A professora ditava pausadamente e nós reproduzíamos as suas palavras sem lhes dar sentido: -“...uma menina muito tímida e modesta...”. A preocupação era não sair da linha nem errar. “Tímida” leva acento? Os erros estavam hierarquizados e nós calculávamos mentalmente o risco. Pontuação, uma reguada. Acentuação, duas reguadas. Ortografia, três reguadas. Caligrafia, à consideração, dependendo da gravidade da falta. Erros muito graves como verbo “haver” sem “h”, que Deus nos valesse.

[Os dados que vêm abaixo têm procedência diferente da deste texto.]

pub mod bitmap_surface;
pub mod canvas_renderer;
pub mod recording_surface;
pub mod surface;
#[cfg(target_arch = "wasm32")]
pub mod web_canvas;

pub use bitmap_surface::BitmapSurface;
pub use canvas_renderer::CandlestickRenderer;
pub use recording_surface::{DrawCommand, RecordingSurface};
pub use surface::{StrokeStyle, Surface, TextAlign, TextStyle, ensure_drawable};
#[cfg(target_arch = "wasm32")]
pub use web_canvas::WebCanvasSurface;
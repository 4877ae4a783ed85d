use serde::{Deserialize, Serialize};

use super::surface::{StrokeStyle, Surface, TextStyle};
use crate::domain::chart::Color;
use crate::domain::errors::RenderingResult;

/// One primitive as it reached the surface
#[derive(Debug, Clone, PartialEq, Serialize, Deserialize)]
#[serde(tag = "op", rename_all = "snake_case")]
pub enum DrawCommand {
    FillRect { x: f64, y: f64, width: f64, height: f64, color: Color },
    StrokePath { points: Vec<(f64, f64)>, style: StrokeStyle },
    FillText { text: String, x: f64, y: f64, style: TextStyle },
}

/// Headless surface that keeps the draw calls instead of pixels.
///
/// Two renders of the same inputs produce equal command lists, which is what
/// any deterministic rasterizer turns into equal pixels.
#[derive(Debug, Clone, PartialEq)]
pub struct RecordingSurface {
    width: f64,
    height: f64,
    scale: f64,
    commands: Vec<DrawCommand>,
    clears: usize,
}

impl RecordingSurface {
    pub fn new(width: f64, height: f64) -> Self {
        Self::with_scale(width, height, 1.0)
    }

    pub fn with_scale(width: f64, height: f64, scale: f64) -> Self {
        Self { width, height, scale, commands: Vec::new(), clears: 0 }
    }

    pub fn commands(&self) -> &[DrawCommand] {
        &self.commands
    }

    /// How many times the surface was wiped
    pub fn clear_count(&self) -> usize {
        self.clears
    }

    pub fn filled_rects_with(&self, color: Color) -> usize {
        self.commands
            .iter()
            .filter(|c| matches!(c, DrawCommand::FillRect { color: fill, .. } if *fill == color))
            .count()
    }

    pub fn paths_with(&self, color: Color) -> Vec<&[(f64, f64)]> {
        self.commands
            .iter()
            .filter_map(|c| match c {
                DrawCommand::StrokePath { points, style } if style.color == color => Some(points.as_slice()),
                _ => None,
            })
            .collect()
    }

    pub fn texts(&self) -> Vec<&str> {
        self.commands
            .iter()
            .filter_map(|c| match c {
                DrawCommand::FillText { text, .. } => Some(text.as_str()),
                _ => None,
            })
            .collect()
    }

    pub fn to_json(&self) -> serde_json::Result<String> {
        serde_json::to_string(&self.commands)
    }
}

impl Surface for RecordingSurface {
    fn logical_size(&self) -> (f64, f64) {
        (self.width, self.height)
    }

    fn scale_factor(&self) -> f64 {
        self.scale
    }

    fn clear(&mut self) -> RenderingResult<()> {
        self.commands.clear();
        self.clears += 1;
        Ok(())
    }

    fn fill_rect(&mut self, x: f64, y: f64, width: f64, height: f64, color: Color) -> RenderingResult<()> {
        self.commands.push(DrawCommand::FillRect { x, y, width, height, color });
        Ok(())
    }

    fn stroke_path(&mut self, points: &[(f64, f64)], style: &StrokeStyle) -> RenderingResult<()> {
        self.commands.push(DrawCommand::StrokePath { points: points.to_vec(), style: style.clone() });
        Ok(())
    }

    fn fill_text(&mut self, text: &str, x: f64, y: f64, style: &TextStyle) -> RenderingResult<()> {
        self.commands.push(DrawCommand::FillText { text: text.to_string(), x, y, style: style.clone() });
        Ok(())
    }
}
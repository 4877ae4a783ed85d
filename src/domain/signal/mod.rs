//! Simulated signal aggregate: signals, their history and the session clock.

pub mod entities;
pub mod services;

pub use entities::*;
pub use services::*;
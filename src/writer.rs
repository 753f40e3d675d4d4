//! Seam between the controller and the stroke-drawing widget.
//!
//! In the browser this is HanziWriter (see `web::bindings`); tests plug in a
//! recording fake.

use crate::config::{DisplayOptions, WriterOptions};
use crate::error::AppResult;

/// Identifies one mounted writer. Bumped on every successful mount so delayed
/// work and late library callbacks can tell whether they still target the
/// active writer.
#[derive(Clone, Copy, Debug, Default, PartialEq, Eq, PartialOrd, Ord, Hash)]
pub struct Generation(pub u64);

impl Generation {
    pub fn next(self) -> Self {
        Generation(self.0 + 1)
    }
}

/// Notifications emitted by a writer. Stroke numbers are zero based.
#[derive(Clone, Debug, PartialEq, Eq)]
pub enum WriterEvent {
    StrokeStart { stroke_num: u32 },
    StrokeEnd { stroke_num: u32 },
    AnimationComplete,
    QuizCorrectStroke { stroke_num: u32 },
    QuizMistake { stroke_num: u32, mistakes: u32 },
    QuizComplete { total_mistakes: u32 },
    /// Character data could not be loaded after construction succeeded.
    LoadFailed,
}

/// Commands the controller issues to a live writer.
pub trait StrokeWriter {
    fn animate(&mut self);
    fn hide_character(&mut self);
    fn show_character(&mut self);
    fn start_quiz(&mut self);
    fn cancel_quiz(&mut self);
    fn set_display(&mut self, display: DisplayOptions);
    /// Called right before the writer is replaced.
    fn teardown(&mut self);
}

/// Builds writers bound to the page's target container.
pub trait WriterFactory {
    type Writer: StrokeWriter;

    fn create(
        &mut self,
        character: char,
        options: &WriterOptions,
        generation: Generation,
    ) -> AppResult<Self::Writer>;
}
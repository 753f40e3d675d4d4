//! Everything that touches `web-sys`. The rest of the crate is plain Rust.

pub mod app;
pub mod bindings;
pub mod hanzi_writer;
pub mod timer;
pub mod view;

pub use app::{SharedController, dispatch, launch};
pub use view::show_toast;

A Olga era “burrinha”. Dava sempre muitos erros e não havia maneira de aprender a fazer contas. A professora atirava-lhe a cabeça contra o quadro com muita força e ela, porque já sabia que isso ia acontecer, urinava-se sempre antes de chegar ao estrado para receber os trabalhos corrigidos. Nós não tínhamos pena e ríamos à socapa. Ficávamos muito atentas à cena e não perdíamos pitada. Cá fora no recreio chamávamos-lhe burra e porca e ela chorava. Era a mais fraca. Era o destino dela, não havia nada a fazer. E esta era uma das nossas brincadeiras. Quando ficávamos fartas jogávamos à apanhada, à macaca, ao lencinho e outras coisas básicas das quais apesar de tudo eu não recordo as regras.

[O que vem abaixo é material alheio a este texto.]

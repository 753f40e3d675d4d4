//! Page configuration: element ids, HanziWriter options and timing constants.
//!
//! `AppConfig` deserializes from a (possibly partial) JSON object so the page
//! can override ids or colours through `start_app_with_config`.

use serde::{Deserialize, Serialize};

use crate::error::AppResult;

// Timing (ms)
pub const RESET_REVEAL_DELAY_MS: u32 = 100;
pub const QUIZ_COMPLETE_DELAY_MS: u32 = 500;
pub const TOAST_TIMEOUT_MS: u32 = 3000;
pub const BATCH_STAGGER_MS: u32 = 1000;

pub const DEFAULT_CHARACTER: char = '永';

/// Ids / selectors of the page elements the controller binds to.
#[derive(Clone, Debug, PartialEq, Eq, Serialize, Deserialize)]
#[serde(default, rename_all = "camelCase")]
pub struct ElementIds {
    pub character_input: String,
    pub animate_button: String,
    pub quiz_button: String,
    pub reset_button: String,
    pub show_outline: String,
    pub show_character: String,
    pub stroke_info: String,
    pub target: String,
    /// CSS selector for the example tiles; each carries `data-char`.
    pub example_selector: String,
}

impl Default for ElementIds {
    fn default() -> Self {
        Self {
            character_input: "character-input".into(),
            animate_button: "animate-btn".into(),
            quiz_button: "quiz-btn".into(),
            reset_button: "reset-btn".into(),
            show_outline: "show-outline".into(),
            show_character: "show-character".into(),
            stroke_info: "stroke-info".into(),
            target: "character-target-div".into(),
            example_selector: ".example-char".into(),
        }
    }
}

/// The two checkbox-driven options that can be changed on a live writer.
#[derive(Clone, Copy, Debug, PartialEq, Eq, Serialize, Deserialize)]
#[serde(rename_all = "camelCase")]
pub struct DisplayOptions {
    pub show_outline: bool,
    pub show_character: bool,
}

impl Default for DisplayOptions {
    fn default() -> Self {
        Self { show_outline: true, show_character: true }
    }
}

/// Construction options passed to `HanziWriter.create`. Field names follow
/// the library's camelCase option keys.
#[derive(Clone, Debug, PartialEq, Serialize, Deserialize)]
#[serde(default, rename_all = "camelCase")]
pub struct WriterOptions {
    pub width: u32,
    pub height: u32,
    pub padding: u32,
    pub stroke_color: String,
    #[serde(skip_serializing_if = "Option::is_none")]
    pub radical_color: Option<String>,
    #[serde(skip_serializing_if = "Option::is_none")]
    pub stroke_animation_speed: Option<f64>,
    #[serde(skip_serializing_if = "Option::is_none")]
    pub delay_between_strokes: Option<u32>,
    pub show_outline: bool,
    pub show_character: bool,
    #[serde(skip_serializing_if = "Option::is_none")]
    pub renderer: Option<String>,
}

impl Default for WriterOptions {
    fn default() -> Self {
        Self {
            width: 300,
            height: 300,
            padding: 5,
            stroke_color: "#333333".into(),
            radical_color: Some("#ff6b6b".into()),
            stroke_animation_speed: Some(1.0),
            delay_between_strokes: Some(100),
            show_outline: true,
            show_character: true,
            renderer: Some("svg".into()),
        }
    }
}

impl WriterOptions {
    /// Options used by `load_multiple_chars`.
    pub fn batch() -> Self {
        Self::thumbnail(200, 5)
    }

    /// Options used for `create_character_grid` cells.
    pub fn grid_cell() -> Self {
        Self::thumbnail(100, 2)
    }

    fn thumbnail(size: u32, padding: u32) -> Self {
        Self {
            width: size,
            height: size,
            padding,
            stroke_color: "#333333".into(),
            radical_color: None,
            stroke_animation_speed: None,
            delay_between_strokes: None,
            show_outline: true,
            show_character: true,
            renderer: None,
        }
    }

    pub fn with_display(mut self, display: DisplayOptions) -> Self {
        self.show_outline = display.show_outline;
        self.show_character = display.show_character;
        self
    }

    pub fn to_json(&self) -> AppResult<String> {
        Ok(serde_json::to_string(self)?)
    }
}

#[derive(Clone, Debug, PartialEq, Serialize, Deserialize)]
#[serde(default, rename_all = "camelCase")]
pub struct AppConfig {
    pub ids: ElementIds,
    pub writer: WriterOptions,
    /// `log` level name: error, warn, info, debug or trace.
    pub log_level: String,
}

impl Default for AppConfig {
    fn default() -> Self {
        Self {
            ids: ElementIds::default(),
            writer: WriterOptions::default(),
            log_level: "info".into(),
        }
    }
}

impl AppConfig {
    pub fn from_json(json: &str) -> AppResult<Self> {
        Ok(serde_json::from_str(json)?)
    }

    pub fn log_level(&self) -> log::Level {
        self.log_level.parse().unwrap_or(log::Level::Info)
    }
}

A Paula era rica. Mas não queria que ninguém soubesse porque ser rico era sinal de desrespeito a Deus, como muito insistia o nosso Livro de Leitura e a catequista aos domingos. Ser pobre era bom, mas também ninguém queria ser pobre porque toda a gente preferia almoçar e jantar todos os dias. A solução era ser “remediado”. E remediadas eram as meninas filhas de caixeiros-viajantes, de carpinteiros (essa profissão sagrada), de costureiras, de merceeiros e eu, que era filha de militar. Ser filha de militar também era bom porque a professora dava-me sempre como exemplo na aula de história, - “O pai da “x” anda a defender a pátria das pessoas más que querem roubar os nossos territórios ultramarinos!” – eu ficava muito orgulhosa e quando ela não estava a ver olhava as outras com o desprezo de uma língua bem esticada – “Suas saloias!”. Mas o pai da Paula era sócio duma fábrica e ganhava muito dinheiro. Isso ninguém lhe perdoava, todo o povo tinha que ser, no máximo, remediado. Ela chorava e defendia-se – “Eu não sou rica! É mentira!” – e nós fazíamos uma roda diabólica à volta dela – “És! És! És! Não mintas senão levas! Parva!” – e ela chorava mais.
A mãe da Celeste tinha um café. A Celeste era loira, sardenta, tinha uns olhos azuis muito claros e ia sempre de anjo nas procissões. Roubou um maço de tabaco no café da mãe e chamou-nos. Sem ninguém saber, escondemo-nos no meio dum campo de milho verde e alto e fumámos. Tossimos muito. A Celeste contou-nos que costumava espreitar o primo, que era mais velho, quando ele se lavava e se vestia e despia. Nós queríamos saber pormenores daquela coisa de que já sabíamos a existência mas jamais havíamos visto. A Celeste contou, exagerou e nós abrimos a boca e os olhos de espanto: – “Que horror!!!”. Obrigámo-la a jurar que era mesmo como ela dizia e do tamanho que dizia. Ela jurou.
Depois, tivemos a certeza de que iríamos arder nas chamas impiedosas do inferno e arrependemo-nos muito perante a terrível visão do nosso castigo certo e merecido. Não dormimos de noite. Atormentámo-nos. Fomos à igreja e confessámos. Não o nosso prazer mórbido de torturar a Paula e de ver torturar a Olga porque isso não fazia mal. Confessámos que demos umas passas desajeitadas nuns cigarros no meio do milho e falámos de tamanhos e formatos de pilas imaginárias. O Sr. Prior deu-nos pesadas penitências e ralhou muito connosco, como se fosse ele próprio o Deus ofendido.
Fomos para casa e continuámos a torturar as mais fracas e a ser as boas meninas de sempre. Só voltámos a fumar no ciclo.
3 comentários:
Na minha turma era a Júlia... Mas não me lembro de ser tão mazinha. Não a torturavamos no recreio, até porque ela sabia muitas brincadeiras.
Mas os pecados eram mesmo assim: a nossa noção de pecado era muito estranha...
Era?
E ainda não é??
Esqueci-me de dizer o essencial: excelente texto!!